The absence of an HDL-raising effect, and the overall smaller LDL and TC reductions are attributable to the fact that subjects in this study were at lower risk and had better LDL and HDL profiles to begin with.
“Pantethine is really good for patients on the cusp of needing lipid lowering medications or as an adjunct along with medications,” said Danielle Citrolo, Pharm.D., technical services director for Kyowa Hakko. “It doesn’t just focus on one lipid parameter but offers a very comprehensive way to positively affect a variety of lipids.”
In an interview with Holistic Primary Care, Ms. Citrolo explained that pantethine inhibits HMG-CoA reductase and acetyl –Coenzyme A, which largely accounts for the observed cholesterol changes. Unlike statin medications, pantethine does not block co-enzyme Q10 and does not produce the dramatic changes in LDL seen with statins.
She believes it makes an excellent complement to omega-3 fatty acids and other nutraceuticals used for cardiovascular health, such as niacin and aged garlic.
Though it does affect HMG-CoA reductase, Dr. Citrolo stressed that pantesin is not a statin substitute, and should not be used in place of statins in high-risk individuals for whom drug therapy is warranted. That said, it might also be helpful in conjunction with statins to avert a dose increase in people for whom low dose statins are no longer effective.

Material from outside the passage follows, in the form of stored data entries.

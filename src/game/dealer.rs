use super::GameState;

impl GameState {
    /// Plays out the dealer's hand according to the fixed house policy.
    ///
    /// The dealer draws while their score is below 17 and stands at 17
    /// or higher, including soft 17. Busting past 21 also stops the
    /// loop, since a bust score is above 17. If the deck runs dry the
    /// dealer stops early with whatever they hold.
    #[must_use]
    pub fn dealers_turn(mut self) -> Self {
        while self.dealer_hand().score() < 17 && !self.deck().is_empty() {
            self = self.dealer_hits();
        }
        self
    }
}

Pantethine has an excellent safety profile. In the Rumberger study, there were more patients reporting side effects in the placebo group than in the pantethine group. Loose stool was the most common pantethine associated problem (n=8 subjects), but it was uncommon and not particularly bothersome.
In his report, Dr. Rumberger noted that while there are no published data showing that pantethine supplementation lowers incidence of CVD events, one can certainly apply statin logic and estimate—as is done in statin meta-analyses—that for each 1% lowering of TC/LDL-C, there is a concomitant lowering of global CVD by at least 1%.
Kyowa Hakko’s branded Pantesin form of pantethine is available in heart health products made by a number of supplement companies, including Integrative Therapeutics, Protocol for Life Balance, Endurance Products , and Pure Encapsulations.
The cost ranges from roughly $11-$27 for a months’ supply, making it a relatively inexpensive adjunct for improving cardiovascular health.